(Stored entries)

|---|

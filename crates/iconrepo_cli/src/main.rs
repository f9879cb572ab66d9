//! Startup check for the icon repository core.
//!
//! # Responsibility
//! - Load configuration and start logging the way a server process would.
//! - Initialize the content store, optionally (re)create the metadata
//!   schema, and print a short summary of what is stored.

use clap::Parser;
use iconrepo_core::{
    bootstrap_schema, core_version, init_logging, GitContentStore, RepoConfig, RetryPolicy,
    WriteCoordinator,
};
use log::warn;
use std::error::Error;
use std::path::PathBuf;
use std::process::ExitCode;

#[derive(Debug, Parser)]
#[command(name = "iconrepo", version, about = "Icon repository startup check")]
struct Args {
    /// TOML config file; environment variables override its values.
    #[arg(short, long, env = "ICONREPO_CONFIG")]
    config: Option<PathBuf>,

    /// Drop and recreate every metadata table before probing.
    /// Deletes all stored metadata.
    #[arg(long)]
    reset_schema: bool,
}

fn main() -> ExitCode {
    let args = Args::parse();
    match run(&args) {
        Ok(()) => ExitCode::SUCCESS,
        Err(err) => {
            eprintln!("iconrepo: {err}");
            let mut source = err.source();
            while let Some(cause) = source {
                eprintln!("  caused by: {cause}");
                source = cause.source();
            }
            ExitCode::FAILURE
        }
    }
}

fn run(args: &Args) -> Result<(), Box<dyn Error>> {
    let config = RepoConfig::load(args.config.as_deref())?;
    config.validate()?;

    if let Some(log_dir) = &config.log_dir {
        init_logging(&config.log_level, log_dir)?;
    }

    if args.reset_schema {
        bootstrap_schema(
            &config.database_path,
            config.busy_timeout(),
            RetryPolicy::default(),
        )?;
        warn!(
            "event=schema_reset module=cli status=ok database={}",
            config.database_path.display()
        );
    }

    let coordinator = WriteCoordinator::from_config(&config)?;
    let icons = coordinator.describe_all_icons()?;
    let head = coordinator.with_content_store(|store: &GitContentStore| store.head_commit())??;

    println!("iconrepo_core version={}", core_version());
    println!("content_store={}", config.content_store_location.display());
    println!("database={}", config.database_path.display());
    println!("icons={}", icons.len());
    println!("head={}", head.as_deref().unwrap_or("none"));
    Ok(())
}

|---|

TASK OBJECTIVE
The answer should contain only the lines from the first line of the entries through the line holding "use log::warn;", each exactly as written.

EXERCISE OUTPUT
filename crates/iconrepo_cli/src/main.rs
repository f9879cb572ab66d9
//! Startup check for the icon repository core.
//!
//! # Responsibility
//! - Load configuration and start logging the way a server process would.
//! - Initialize the content store, optionally (re)create the metadata
//!   schema, and print a short summary of what is stored.

use clap::Parser;
use iconrepo_core::{
    bootstrap_schema, core_version, init_logging, GitContentStore, RepoConfig, RetryPolicy,
    WriteCoordinator,
};
use log::warn;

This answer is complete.